>>>

//! Configuration management for db-query.
//!
//! Handles loading named data sources from TOML files and environment
//! variables. A data source is a driver identifier, a connection URL and
//! optional credentials.

use crate::db::DatabaseBackend;
use crate::error::{DbError, Result};
use serde::{Deserialize, Serialize};
use std::collections::HashMap;
use std::path::{Path, PathBuf};
use url::Url;

/// Name of the data source used when none is requested.
pub const DEFAULT_DATASOURCE: &str = "default";

/// Main configuration structure for db-query.
#[derive(Debug, Clone, Serialize, Deserialize, Default)]
pub struct Config {
    /// Named data sources.
    #[serde(default)]
    pub datasources: HashMap<String, DataSourceConfig>,
}

/// Data source configuration.
#[derive(Debug, Clone, Serialize, Deserialize, Default, PartialEq, Eq)]
pub struct DataSourceConfig {
    /// Driver identifier ("postgres" or "sqlite"). Inferred from the URL when absent.
    pub driver: Option<String>,

    /// Connection URL, e.g. `postgres://host:5432/app` or `sqlite://app.db`.
    pub url: Option<String>,

    /// Database user.
    pub user: Option<String>,

    /// Database password (not recommended to store in config).
    pub password: Option<String>,
}

impl DataSourceConfig {
    /// Creates a data source from a connection URL.
    ///
    /// Credentials embedded in a PostgreSQL URL are moved into `user` and
    /// `password`.
    pub fn from_url(url: &str) -> Result<Self> {
        let backend = DatabaseBackend::from_url(url).ok_or_else(|| {
            DbError::config(format!(
                "Cannot determine the driver for '{}'. Expected a postgres:// or sqlite: URL",
                mask_url(url)
            ))
        })?;

        match backend {
            DatabaseBackend::Sqlite => Ok(Self {
                url: Some(url.to_string()),
                ..Default::default()
            }),
            DatabaseBackend::Postgres => {
                let mut parsed = Url::parse(url)
                    .map_err(|e| DbError::config(format!("Invalid connection URL: {e}")))?;

                let user = if parsed.username().is_empty() {
                    None
                } else {
                    Some(parsed.username().to_string())
                };
                let password = parsed.password().map(String::from);

                // Url only refuses credentials on cannot-be-a-base URLs, which postgres:// is not.
                let _ = parsed.set_username("");
                let _ = parsed.set_password(None);

                Ok(Self {
                    driver: None,
                    url: Some(parsed.to_string()),
                    user,
                    password,
                })
            }
        }
    }

    /// Resolves the backend: the explicit driver wins, otherwise the URL scheme decides.
    pub fn backend(&self) -> Result<DatabaseBackend> {
        if let Some(driver) = &self.driver {
            return DatabaseBackend::parse(driver).ok_or_else(|| {
                DbError::config(format!(
                    "Unknown driver '{driver}'. Expected 'postgres' or 'sqlite'"
                ))
            });
        }

        let url = self.require_url()?;
        DatabaseBackend::from_url(url).ok_or_else(|| {
            DbError::config(format!(
                "Cannot determine the driver for '{}'. Set 'driver' explicitly",
                mask_url(url)
            ))
        })
    }

    /// Builds the URL handed to the driver.
    ///
    /// PostgreSQL URLs get `user`/`password` injected; SQLite URLs are used as-is.
    pub fn to_connection_string(&self) -> Result<String> {
        let url = self.require_url()?;

        match self.backend()? {
            DatabaseBackend::Sqlite => Ok(url.to_string()),
            DatabaseBackend::Postgres => {
                if self.user.is_none() && self.password.is_none() {
                    return Ok(url.to_string());
                }

                let mut parsed = Url::parse(url)
                    .map_err(|e| DbError::config(format!("Invalid connection URL: {e}")))?;

                if let Some(user) = &self.user {
                    parsed
                        .set_username(user)
                        .map_err(|_| DbError::config("Connection URL cannot carry a user"))?;
                }
                if let Some(password) = &self.password {
                    parsed
                        .set_password(Some(password))
                        .map_err(|_| DbError::config("Connection URL cannot carry a password"))?;
                }

                Ok(parsed.to_string())
            }
        }
    }

    /// Merges another config into this one, with the other taking precedence.
    pub fn merge(&mut self, other: &DataSourceConfig) {
        if other.driver.is_some() {
            self.driver = other.driver.clone();
        }
        if other.url.is_some() {
            self.url = other.url.clone();
        }
        if other.user.is_some() {
            self.user = other.user.clone();
        }
        if other.password.is_some() {
            self.password = other.password.clone();
        }
    }

    /// Applies environment variables (`DBQ_DRIVER`, `DBQ_URL`/`DATABASE_URL`,
    /// `DBQ_USER`, `DBQ_PASSWORD`) as defaults.
    pub fn apply_env_defaults(&mut self) {
        self.apply_defaults_from(|key| std::env::var(key).ok());
    }

    /// `DBQ_DRIVER` only applies when the URL also comes from the environment,
    /// or when the configured URL's scheme does not name a driver.
    fn apply_defaults_from(&mut self, lookup: impl Fn(&str) -> Option<String>) {
        let url_from_env = self.url.is_none();
        if url_from_env {
            self.url = lookup("DBQ_URL").or_else(|| lookup("DATABASE_URL"));
        }
        if self.driver.is_none() {
            let scheme_known = self
                .url
                .as_deref()
                .and_then(DatabaseBackend::from_url)
                .is_some();
            if url_from_env || !scheme_known {
                self.driver = lookup("DBQ_DRIVER");
            }
        }
        if self.user.is_none() {
            self.user = lookup("DBQ_USER");
        }
        if self.password.is_none() {
            self.password = lookup("DBQ_PASSWORD");
        }
    }

    /// Returns a display-safe string (no password) for logs and errors.
    pub fn display_string(&self) -> String {
        let url = self.url.as_deref().map(mask_url).unwrap_or_else(|| "<no url>".to_string());
        match &self.user {
            Some(user) => format!("{url} as {user}"),
            None => url,
        }
    }

    fn require_url(&self) -> Result<&str> {
        self.url
            .as_deref()
            .filter(|u| !u.trim().is_empty())
            .ok_or_else(|| DbError::config("Connection URL is required"))
    }
}

/// Replaces any password in `url` with `***`.
fn mask_url(url: &str) -> String {
    match Url::parse(url) {
        Ok(mut parsed) if parsed.password().is_some() => {
            let _ = parsed.set_password(Some("***"));
            parsed.to_string()
        }
        _ => url.to_string(),
    }
}

impl Config {
    /// Returns the default config file path for the current platform.
    pub fn default_path() -> PathBuf {
        dirs::config_dir()
            .unwrap_or_else(|| PathBuf::from("."))
            .join("db-query")
            .join("config.toml")
    }

    /// Loads configuration from a TOML file.
    pub fn load_from_file(path: &Path) -> Result<Self> {
        if !path.exists() {
            return Ok(Self::default());
        }

        let content = std::fs::read_to_string(path)
            .map_err(|e| DbError::config(format!("Failed to read config file: {e}")))?;

        Self::parse_toml(&content, path)
    }

    /// Parses configuration from a TOML string.
    fn parse_toml(content: &str, path: &Path) -> Result<Self> {
        toml::from_str(content).map_err(|e| {
            DbError::config(format!(
                "Configuration error in {}:\n  {}",
                path.display(),
                e
            ))
        })
    }

    /// Gets a named data source, or the default one if name is None.
    pub fn get_datasource(&self, name: Option<&str>) -> Option<&DataSourceConfig> {
        let key = name.unwrap_or(DEFAULT_DATASOURCE);
        self.datasources.get(key)
    }
}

<<<

→ What is required
Your job is to transcribe the listing exactly, line for line.

→ Response
//! Configuration management for db-query.
//!
//! Handles loading named data sources from TOML files and environment
//! variables. A data source is a driver identifier, a connection URL and
//! optional credentials.

use crate::db::DatabaseBackend;
use crate::error::{DbError, Result};
use serde::{Deserialize, Serialize};
use std::collections::HashMap;
use std::path::{Path, PathBuf};
use url::Url;

/// Name of the data source used when none is requested.
pub const DEFAULT_DATASOURCE: &str = "default";

/// Main configuration structure for db-query.
#[derive(Debug, Clone, Serialize, Deserialize, Default)]
pub struct Config {
    /// Named data sources.
    #[serde(default)]
    pub datasources: HashMap<String, DataSourceConfig>,
}

/// Data source configuration.
#[derive(Debug, Clone, Serialize, Deserialize, Default, PartialEq, Eq)]
pub struct DataSourceConfig {
    /// Driver identifier ("postgres" or "sqlite"). Inferred from the URL when absent.
    pub driver: Option<String>,

    /// Connection URL, e.g. `postgres://host:5432/app` or `sqlite://app.db`.
    pub url: Option<String>,

    /// Database user.
    pub user: Option<String>,

    /// Database password (not recommended to store in config).
    pub password: Option<String>,
}

impl DataSourceConfig {
    /// Creates a data source from a connection URL.
    ///
    /// Credentials embedded in a PostgreSQL URL are moved into `user` and
    /// `password`.
    pub fn from_url(url: &str) -> Result<Self> {
        let backend = DatabaseBackend::from_url(url).ok_or_else(|| {
            DbError::config(format!(
                "Cannot determine the driver for '{}'. Expected a postgres:// or sqlite: URL",
                mask_url(url)
            ))
        })?;

        match backend {
            DatabaseBackend::Sqlite => Ok(Self {
                url: Some(url.to_string()),
                ..Default::default()
            }),
            DatabaseBackend::Postgres => {
                let mut parsed = Url::parse(url)
                    .map_err(|e| DbError::config(format!("Invalid connection URL: {e}")))?;

                let user = if parsed.username().is_empty() {
                    None
                } else {
                    Some(parsed.username().to_string())
                };
                let password = parsed.password().map(String::from);

                // Url only refuses credentials on cannot-be-a-base URLs, which postgres:// is not.
                let _ = parsed.set_username("");
                let _ = parsed.set_password(None);

                Ok(Self {
                    driver: None,
                    url: Some(parsed.to_string()),
                    user,
                    password,
                })
            }
        }
    }

    /// Resolves the backend: the explicit driver wins, otherwise the URL scheme decides.
    pub fn backend(&self) -> Result<DatabaseBackend> {
        if let Some(driver) = &self.driver {
            return DatabaseBackend::parse(driver).ok_or_else(|| {
                DbError::config(format!(
                    "Unknown driver '{driver}'. Expected 'postgres' or 'sqlite'"
                ))
            });
        }

        let url = self.require_url()?;
        DatabaseBackend::from_url(url).ok_or_else(|| {
            DbError::config(format!(
                "Cannot determine the driver for '{}'. Set 'driver' explicitly",
                mask_url(url)
            ))
        })
    }

    /// Builds the URL handed to the driver.
    ///
    /// PostgreSQL URLs get `user`/`password` injected; SQLite URLs are used as-is.
    pub fn to_connection_string(&self) -> Result<String> {
        let url = self.require_url()?;

        match self.backend()? {
            DatabaseBackend::Sqlite => Ok(url.to_string()),
            DatabaseBackend::Postgres => {
                if self.user.is_none() && self.password.is_none() {
                    return Ok(url.to_string());
                }

                let mut parsed = Url::parse(url)
                    .map_err(|e| DbError::config(format!("Invalid connection URL: {e}")))?;

                if let Some(user) = &self.user {
                    parsed
                        .set_username(user)
                        .map_err(|_| DbError::config("Connection URL cannot carry a user"))?;
                }
                if let Some(password) = &self.password {
                    parsed
                        .set_password(Some(password))
                        .map_err(|_| DbError::config("Connection URL cannot carry a password"))?;
                }

                Ok(parsed.to_string())
            }
        }
    }

    /// Merges another config into this one, with the other taking precedence.
    pub fn merge(&mut self, other: &DataSourceConfig) {
        if other.driver.is_some() {
            self.driver = other.driver.clone();
        }
        if other.url.is_some() {
            self.url = other.url.clone();
        }
        if other.user.is_some() {
            self.user = other.user.clone();
        }
        if other.password.is_some() {
            self.password = other.password.clone();
        }
    }

    /// Applies environment variables (`DBQ_DRIVER`, `DBQ_URL`/`DATABASE_URL`,
    /// `DBQ_USER`, `DBQ_PASSWORD`) as defaults.
    pub fn apply_env_defaults(&mut self) {
        self.apply_defaults_from(|key| std::env::var(key).ok());
    }

    /// `DBQ_DRIVER` only applies when the URL also comes from the environment,
    /// or when the configured URL's scheme does not name a driver.
    fn apply_defaults_from(&mut self, lookup: impl Fn(&str) -> Option<String>) {
        let url_from_env = self.url.is_none();
        if url_from_env {
            self.url = lookup("DBQ_URL").or_else(|| lookup("DATABASE_URL"));
        }
        if self.driver.is_none() {
            let scheme_known = self
                .url
                .as_deref()
                .and_then(DatabaseBackend::from_url)
                .is_some();
            if url_from_env || !scheme_known {
                self.driver = lookup("DBQ_DRIVER");
            }
        }
        if self.user.is_none() {
            self.user = lookup("DBQ_USER");
        }
        if self.password.is_none() {
            self.password = lookup("DBQ_PASSWORD");
        }
    }

    /// Returns a display-safe string (no password) for logs and errors.
    pub fn display_string(&self) -> String {
        let url = self.url.as_deref().map(mask_url).unwrap_or_else(|| "<no url>".to_string());
        match &self.user {
            Some(user) => format!("{url} as {user}"),
            None => url,
        }
    }

    fn require_url(&self) -> Result<&str> {
        self.url
            .as_deref()
            .filter(|u| !u.trim().is_empty())
            .ok_or_else(|| DbError::config("Connection URL is required"))
    }
}

/// Replaces any password in `url` with `***`.
fn mask_url(url: &str) -> String {
    match Url::parse(url) {
        Ok(mut parsed) if parsed.password().is_some() => {
            let _ = parsed.set_password(Some("***"));
            parsed.to_string()
        }
        _ => url.to_string(),
    }
}

impl Config {
    /// Returns the default config file path for the current platform.
    pub fn default_path() -> PathBuf {
        dirs::config_dir()
            .unwrap_or_else(|| PathBuf::from("."))
            .join("db-query")
            .join("config.toml")
    }

    /// Loads configuration from a TOML file.
    pub fn load_from_file(path: &Path) -> Result<Self> {
        if !path.exists() {
            return Ok(Self::default());
        }

        let content = std::fs::read_to_string(path)
            .map_err(|e| DbError::config(format!("Failed to read config file: {e}")))?;

        Self::parse_toml(&content, path)
    }

    /// Parses configuration from a TOML string.
    fn parse_toml(content: &str, path: &Path) -> Result<Self> {
        toml::from_str(content).map_err(|e| {
            DbError::config(format!(
                "Configuration error in {}:\n  {}",
                path.display(),
                e
            ))
        })
    }

    /// Gets a named data source, or the default one if name is None.
    pub fn get_datasource(&self, name: Option<&str>) -> Option<&DataSourceConfig> {
        let key = name.unwrap_or(DEFAULT_DATASOURCE);
        self.datasources.get(key)
    }
}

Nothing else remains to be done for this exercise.